Three Cubed: You Can Tuna Piano…

Three Cubed  Project

The Book: The Complete Robuchon (2008)


I’ll admit it: I buy books—novels, cook books, non-fiction—based on size. And while bigger may not always be better (e.g., anything by Jonathan Franzen), it mostly is. What can I say? I am a more kind of gal.

So when Joël Robuchon issued his nearly 800-page bible of modern French cooking, I could not resist it. Not because I have stopped worshiping at the altar of Julia (that will never happen), but because Robuchon pulled together a pure cook’s cookbook: no photos, no inane stories, no flights of fancy with missing instructions, no ridiculously complicated recipes full of ingredients that one can never find without mad wholesale connections. No, this book is a treasury of hundreds of meticulous recipes, from the exquisitely simple (e.g., variations on poached eggs, including one in red wine!) to divine variations on familiar dishes made all the more magical through the addition of lardons.

You can find complicated French here. Or, as on Pages 326–7, you can find a delicious, relatively quick entrée that can be easily pulled together for a sophisticated after-work dinner.
I had to run to the store to buy fresh tuna, but the rest of the ingredients for this French mélange (with an Asian twist ) were in my house: onions, soy sauce, capers, olives, sun-dried tomatoes, garlic, wine vinegar, piquillo peppers, green pepper.
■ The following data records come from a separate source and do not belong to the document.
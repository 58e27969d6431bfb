use crate::areas::console::Console;
use crate::areas::session::DiffSession;
use crate::commands::diff::read_text;
use colored::Colorize;
use std::path::PathBuf;
use tracing::debug;

impl Console {
    /// Applies each file as the next full version of one streamed text.
    pub fn replay(&self, versions: &[PathBuf]) -> anyhow::Result<()> {
        if versions.is_empty() {
            anyhow::bail!("replay needs at least one version");
        }

        let mut session = DiffSession::new(*self.options());

        for (step, path) in versions.iter().enumerate() {
            let text = read_text(path)?;
            let line_diff = session.apply(&text);
            debug!(step = step + 1, path = %path.display(), "replayed version");

            writeln!(
                self.writer(),
                "{}",
                format!("@@ step {}: {} @@", step + 1, path.display()).cyan()
            )?;
            self.print_line_diff(&line_diff)?;
        }

        Ok(())
    }
}
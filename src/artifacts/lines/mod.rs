//! Line model shared by the diff engine and its consumers
//!
//! - `line`: baseline lines, rendered diff rows and their status
//! - `line_id`: stable line identity and pluggable id generators
//! - `status_filter`: status selection for printing rows

pub mod line;
pub mod line_id;
pub mod status_filter;

pub use line::{DiffLine, Line, LineStatus};
pub use line_id::{IdGenerator, LineId, SequentialIdGenerator, TimestampIdGenerator};
pub use status_filter::StatusFilter;
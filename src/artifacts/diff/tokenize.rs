use crate::artifacts::diff::normalize::normalize;
use regex::Regex;
use std::sync::LazyLock;

static PUNCTUATION: LazyLock<Regex> =
    LazyLock::new(|| Regex::new(r"[(),=<>!+\-*/]").expect("punctuation pattern is valid"));

/// Splits a line into comparison tokens, isolating SQL punctuation so that
/// `a=b` and `a = b` produce the same tokens.
pub fn tokenize(s: &str) -> Vec<String> {
    let normalized = normalize(s);
    if normalized.is_empty() {
        return Vec::new();
    }

    PUNCTUATION
        .replace_all(&normalized, " $0 ")
        .split_whitespace()
        .map(str::to_string)
        .collect()
}
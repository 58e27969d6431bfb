//! Incremental line diff engine
//!
//! This module implements the pieces of the line diff, leaf first:
//!
//! - `normalize`: canonical line text used for comparisons
//! - `tokenize`: comparison tokens with SQL punctuation isolated
//! - `similarity`: Jaccard / Levenshtein line similarity
//! - `myers`: Myers' shortest edit script over exact line equality
//! - `merger`: pairing of deleted and inserted lines into modifications
//! - `line_diff`: the orchestrator producing display rows and the next baseline
//!
//! Every operation here is a pure function of its inputs; the only state
//! carried between calls is the baseline the caller threads through.

pub mod line_diff;
pub mod merger;
pub mod myers;
pub mod normalize;
pub mod similarity;
pub mod tokenize;

pub use line_diff::{DiffOptions, DiffStats, LineDiff, build_sql_line_diff, join_lines, split_lines};
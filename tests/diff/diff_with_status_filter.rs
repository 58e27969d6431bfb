use crate::common::command::{run_sqldiff_command, stdout_of, versions_dir};
use assert_fs::TempDir;
use rstest::rstest;

#[rstest]
#[case("added", "+ LIMIT 10\n")]
#[case("modified,added", "~ WHERE x = 2\n+ LIMIT 10\n")]
#[case("same", "  SELECT a\n  FROM t\n")]
fn print_only_rows_with_selected_statuses(
    versions_dir: TempDir,
    #[case] filter: &str,
    #[case] expected_rows: &str,
) -> Result<(), Box<dyn std::error::Error>> {
    let expected_output = format!("{expected_rows}2 unchanged, 1 added, 0 removed, 1 modified\n");

    let actual_output = stdout_of(&mut run_sqldiff_command(
        versions_dir.path(),
        &["diff", "v2.sql", "--previous", "v1.sql", "--only", filter],
    ))?;

    pretty_assertions::assert_eq!(actual_output, expected_output);

    Ok(())
}

#[rstest]
fn show_ids_of_rows(versions_dir: TempDir) -> Result<(), Box<dyn std::error::Error>> {
    let actual_output = stdout_of(&mut run_sqldiff_command(
        versions_dir.path(),
        &["diff", "v2.sql", "--previous", "v1.sql", "--ids"],
    ))?;

    let rows = actual_output.lines().take(4).collect::<Vec<_>>();
    assert!(rows[0].starts_with("  [sql-line-") && rows[0].ends_with("] SELECT a"));
    assert!(rows[2].starts_with("~ [sql-line-") && rows[2].ends_with("] WHERE x = 2"));
    assert!(rows[3].starts_with("+ [sql-line-") && rows[3].ends_with("] LIMIT 10"));

    Ok(())
}

#[rstest]
fn json_output_lists_only_selected_rows(
    versions_dir: TempDir,
) -> Result<(), Box<dyn std::error::Error>> {
    let output = stdout_of(&mut run_sqldiff_command(
        versions_dir.path(),
        &[
            "diff", "v2.sql", "--previous", "v1.sql", "--format", "json", "--only", "added",
        ],
    ))?;
    let line_diff: serde_json::Value = serde_json::from_str(&output)?;

    let rows = line_diff["display_lines"]
        .as_array()
        .expect("expected display lines");
    pretty_assertions::assert_eq!(rows.len(), 1);
    pretty_assertions::assert_eq!(rows[0]["content"], "LIMIT 10");
    pretty_assertions::assert_eq!(
        line_diff["next_previous"]
            .as_array()
            .expect("expected next baseline")
            .len(),
        4
    );

    Ok(())
}
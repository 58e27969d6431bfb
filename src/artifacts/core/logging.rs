//! Logging initialization
//!
//! Diagnostics go to stderr through `tracing`, so diff output on stdout stays
//! clean for piping.

use std::sync::Once;
use tracing_subscriber::EnvFilter;

static INIT_ONCE: Once = Once::new();

/// Default filter directive for a `-v` count, used when `RUST_LOG` is unset.
pub fn default_directive(verbosity: u8) -> &'static str {
    match verbosity {
        0 => "sqldiff=warn",
        1 => "sqldiff=debug",
        _ => "sqldiff=trace",
    }
}

/// Installs the global subscriber; later calls are no-ops.
pub fn init(verbosity: u8) {
    INIT_ONCE.call_once(|| {
        let filter = EnvFilter::try_from_default_env()
            .unwrap_or_else(|_| EnvFilter::new(default_directive(verbosity)));

        // a subscriber installed by an embedding application wins
        let _ = tracing_subscriber::fmt()
            .with_env_filter(filter)
            .with_writer(std::io::stderr)
            .with_target(false)
            .try_init();
    });
}
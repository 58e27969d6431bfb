use crate::artifacts::diff::line_diff::split_lines;
use crate::artifacts::lines::line_id::{IdGenerator, LineId};
use derive_new::new;
use serde::{Deserialize, Serialize};

/// One line of an accepted baseline.
#[derive(Debug, Clone, PartialEq, Eq, Hash, Serialize, Deserialize, new)]
pub struct Line {
    pub id: LineId,
    pub content: String,
}

impl Line {
    /// Builds a fresh baseline from raw text, minting one id per line.
    pub fn from_text(text: &str, ids: &mut dyn IdGenerator) -> Vec<Line> {
        split_lines(text)
            .into_iter()
            .map(|content| Line::new(ids.next_id(), content))
            .collect()
    }
}

#[derive(Debug, Clone, Copy, PartialEq, Eq, Hash, Serialize, Deserialize)]
#[serde(rename_all = "lowercase")]
pub enum LineStatus {
    Unchanged,
    Added,
    Removed,
    Modified,
}

impl LineStatus {
    pub fn marker(&self) -> char {
        match self {
            LineStatus::Unchanged => ' ',
            LineStatus::Added => '+',
            LineStatus::Removed => '-',
            LineStatus::Modified => '~',
        }
    }

    pub fn name(&self) -> &'static str {
        match self {
            LineStatus::Unchanged => "unchanged",
            LineStatus::Added => "added",
            LineStatus::Removed => "removed",
            LineStatus::Modified => "modified",
        }
    }
}

impl std::fmt::Display for LineStatus {
    fn fmt(&self, f: &mut std::fmt::Formatter<'_>) -> std::fmt::Result {
        write!(f, "{}", self.name())
    }
}

/// One render-ready row of a diff, removed rows included.
#[derive(Debug, Clone, PartialEq, Eq, Hash, Serialize, Deserialize, new)]
pub struct DiffLine {
    pub id: LineId,
    pub content: String,
    pub status: LineStatus,
}

impl DiffLine {
    pub fn is_removed(&self) -> bool {
        self.status == LineStatus::Removed
    }

    pub fn to_line(&self) -> Line {
        Line::new(self.id.clone(), self.content.clone())
    }
}

impl std::fmt::Display for DiffLine {
    fn fmt(&self, f: &mut std::fmt::Formatter<'_>) -> std::fmt::Result {
        write!(f, "{} {}", self.status.marker(), self.content)
    }
}
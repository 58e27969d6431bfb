//! Incremental line diff for re-streamed SQL text
//!
//! Each call diffs the previous rendered state against the full new text and
//! returns render-ready rows (`unchanged`, `added`, `removed`, `modified`)
//! with stable ids, plus the baseline for the next call.
//!
//! ```
//! use sqldiff::artifacts::diff::{DiffOptions, build_sql_line_diff};
//! use sqldiff::artifacts::lines::{LineStatus, SequentialIdGenerator};
//!
//! let mut ids = SequentialIdGenerator::new("line-".to_string());
//! let options = DiffOptions::default();
//!
//! let first = build_sql_line_diff(&[], "SELECT a\nFROM t WHERE x = 1", &options, &mut ids);
//! let second = build_sql_line_diff(&first.next_previous, "SELECT a\nFROM t WHERE x = 2", &options, &mut ids);
//!
//! assert_eq!(second.display_lines[1].status, LineStatus::Modified);
//! assert_eq!(second.display_lines[1].id, first.display_lines[1].id);
//! ```

pub mod areas;
pub mod artifacts;
pub mod commands;
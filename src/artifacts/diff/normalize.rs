use regex::Regex;
use std::sync::LazyLock;

static LINE_ENDINGS: LazyLock<Regex> =
    LazyLock::new(|| Regex::new(r"\r\n?").expect("line ending pattern is valid"));
static BLANKS: LazyLock<Regex> =
    LazyLock::new(|| Regex::new(r"[ \t]+").expect("blank run pattern is valid"));

/// Unifies line endings to `\n`.
pub fn unify_line_endings(s: &str) -> String {
    LINE_ENDINGS.replace_all(s, "\n").into_owned()
}

/// Canonical form of a line used for comparisons only; displayed content is
/// never normalized.
pub fn normalize(s: &str) -> String {
    let unified = LINE_ENDINGS.replace_all(s, "\n");
    BLANKS.replace_all(&unified, " ").trim().to_string()
}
The steps appear complicated but are far less arduous than what appears on paper. The onions are sliced into rings, dredged in flour then fried and finished with sea salt. Most of the other ingredients go into a piquant, umami sauce, then the tuna steak is quick fried in the same oil used for the onions.

Start to finish, this took about less than 60 minutes. Once completed, I had something that tasted like I spent hours cooking in the Mediterranean.

I have not cooked my way through this tome, but I am yet to be disappointed. Buy it. Try it. Bon appétit.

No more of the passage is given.